2011 was an interesting year for J-Pop here in the UK as well as Japanese Pop Culture in general. January saw L’Arc-en-Ciel celebrating their 20th Anniversary with a New Year’s performance followed by the release of the compilation album Twenity.
Sadly, 2011 was also a year for tragedy. In March Japan was devastated by an undersea earthquake (the most powerful earthquake to hit Japan) which resulted in a tsunami that struck the Eastern part of Japan. As well as widespread damage and loss of life, the tsunami caused a nuclear accident at the Fukushima power plant.

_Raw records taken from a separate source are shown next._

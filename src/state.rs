//! Application state: the path store and the control surface.

use std::time::Instant;

use tracing::info;

use gridway_navigation::PathResult;
use gridway_navigation::map::GridPoint;

use crate::playback::Player;

/// One algorithm's precomputed search outcome. Computed once at startup,
/// immutable afterwards.
#[derive(Debug, Clone)]
pub struct SearchOutcome {
    /// Display name shown in the window title line.
    pub name: &'static str,
    /// The search result, including the path if one was found.
    pub result: PathResult,
}

/// State owned by the event loop: the search outcomes, the index of the
/// active algorithm and the animation driver replaying its path.
#[derive(Debug)]
pub struct AppState {
    outcomes: Vec<SearchOutcome>,
    active: usize,
    player: Player,
}

impl AppState {
    /// Creates the application state with the first algorithm active and
    /// its playback already running.
    ///
    /// `outcomes` must not be empty.
    pub fn new(outcomes: Vec<SearchOutcome>, now: Instant) -> Self {
        assert!(!outcomes.is_empty(), "at least one search outcome required");
        let mut player = Player::new(now);
        player.restart_at(outcomes[0].result.path().map(<[GridPoint]>::len), now);
        Self {
            outcomes,
            active: 0,
            player,
        }
    }

    /// Name of the active algorithm.
    pub fn active_name(&self) -> &'static str {
        self.outcomes[self.active].name
    }

    /// Path of the active algorithm, if its search succeeded.
    pub fn active_path(&self) -> Option<&[GridPoint]> {
        self.outcomes[self.active].result.path()
    }

    /// Cycles to the next algorithm and restarts playback from frame 0.
    ///
    /// The in-flight playback is discarded before the new one starts, so
    /// the old and new tick clocks can never interleave.
    pub fn advance_algorithm(&mut self, now: Instant) {
        self.active = (self.active + 1) % self.outcomes.len();
        let len = self.active_path().map(<[GridPoint]>::len);
        self.player.restart_at(len, now);
        info!(algorithm = self.active_name(), "Switched active algorithm");
    }

    /// Feeds the animation driver with the current time.
    pub fn update(&mut self, now: Instant) {
        let len = self.active_path().map_or(0, <[GridPoint]>::len);
        self.player.update_at(len, now);
    }

    /// Frame index into the active path, or `None` when there is nothing
    /// to render (failed search, or nothing selected yet).
    pub fn frame(&self) -> Option<usize> {
        let len = self.active_path()?.len();
        self.player.frame(len)
    }
}
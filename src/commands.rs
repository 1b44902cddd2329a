//! Control-surface commands and the bus that carries them.
//!
//! The button handler publishes; the event loop drains and applies. Both
//! ends live on the single UI thread, so a switch command is always fully
//! applied before the next animation tick can fire.

use tokio::sync::broadcast;
use tracing::warn;

/// Commands emitted by the control surface.
#[derive(Debug, Clone, Copy, PartialEq, Eq)]
pub enum Command {
    /// Cycle to the next search algorithm and restart playback.
    NextAlgorithm,
}

/// Broadcast topic with bounded capacity carrying [`Command`]s.
#[derive(Debug)]
pub struct CommandBus {
    tx: broadcast::Sender<Command>,
    rx: broadcast::Receiver<Command>,
}

impl CommandBus {
    /// Creates a bus that buffers up to `capacity` undrained commands.
    pub fn new(capacity: usize) -> Self {
        let (tx, rx) = broadcast::channel(capacity);
        Self { tx, rx }
    }

    /// Publishes a command. Send failures are impossible while the bus owns
    /// its own receiver.
    pub fn publish(&self, cmd: Command) {
        let _ = self.tx.send(cmd);
    }

    /// Drains every command queued since the last call, in publish order.
    pub fn drain(&mut self) -> Vec<Command> {
        let mut drained = Vec::new();
        loop {
            match self.rx.try_recv() {
                Ok(cmd) => drained.push(cmd),
                Err(broadcast::error::TryRecvError::Lagged(skipped)) => {
                    warn!(skipped, "Command receiver lagged, dropping old commands");
                }
                Err(_) => break,
            }
        }
        drained
    }
}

Over 15,000 people are known to have died in the tragedy with over 5,000 injured and more than 3,000 people missing. Relief efforts went into immediate action including UK-based efforts to raise funds to help. Akemi Solloway, who had for a long time helped to promote Japanese culture in the UK, made plans for an event called Aid For Japan which took place at Conway Hall, London in May. The event featured stage performances, demonstrations, cultural talks, kimono fashion show as well as live music from iMMa, Dobly and Saara Takase alongside AKB48 tribute act LDN48 supported by J-Pop Go.
As well as Aid For Japan, J-Pop Go helped out at another fundraiser Heart Japan which took place in April. Heart Japan featured a Lolita Fashion Show, an exclusive artwork from Scott Pilgrim creator Bryan Lee O’Malley and live performances from LDN48, Johnny Lazer and Zonic.
The summer saw the return of Hyper Japan which had expanded from its 2010 event to its new home of the Olympia Two in London. Amongst the attractions was the UK debut of Baroque Pop superstar Kanon Wakeshima. J-Pop Go interviewed Kanon following her performance to get her views on playing the UK for the first time.
August saw the J-Pop Go site given a new look and a relaunch and including the new look Eva courtesy of Ryan Zanfei of Tasty Peach Studios.
One of the most catchy releases of 2011 came from blogger-turned-singer Kyary Pamyu Pamyu with her debut single ‘PonPonPon’. The song also came with some inspired credentials as it was produced by Yasutaka Nakata of Technopop outfit capsule and also producer of power pop trio Perfume.
The Anime Convention scene continued to expand with bigger and better events. AyaCon put on a performance by Unicorn Table – a boisterous pop rock outfit that had carved their way via a series of top notch anime themes including ‘Fly Away’ from Jinki:Extend and a variety of tunes from School Rumble. Also performing at Aya, Unshin were promoting their debut album Waltz for Broken Dolls, telling the story of a young girl battling against the restraints of society. J-Pop Go interviewed the band and discussed stage performances, conventions and playing abroad.
October saw the UK debut of Japanese band Lo-Fi as part of HAA – TO BII – TO which was another fundraising event for Aid For Japan. Lo-Fi are a Japanese music trio that utilise a range of genres, including breakbeats, hip-hop and soul. J-Pop Go interviewed lead singer 5 about the band and his thoughts on the Japan tragedy.
Perfume returned with a new single ‘Spice’ in November followed by new album JPN proving the Technopop trio can still deliver top notch J-Pop. Perfume are enjoying an increase in attention from the West, especially since their classic track ‘Polyrhythm’ featured in the soundtrack for the film Cars 2 earlier in 2011.
Kanon Wakeshima returned to the UK as part of kanon x kanon – a collaboration with An Cafe’s bassist Kanon. The tour had crossed Europe with dates in Russia, Germany, France and the Netherlands. The concerts have received a great response from fans demonstrating that there is an enthusiastic audience outside of Japan.
December saw more K-Pop coming to the UK in the shape of a special event scheduled by Cube Entertainment featuring performances from 4minute, B2ST, and G.NA as part of a rescheduled performance (originally cancelled due to the riots earlier in the year).
Another band that celebrating their Anniversary was guitar pop outfit Shonen Knife. The band had their 30th Anniversary at the end of December and had also released new album Osaka Ramones, their tribute to The Ramones.
Although the year was marked by the tragedy of the earthquake and tsunami, there was also a clear effort by people to pull together. 2011 was also a year in which both J-Pop and K-Pop were making larger efforts to secure a UK audience. Let’s hope 2012 will build on that.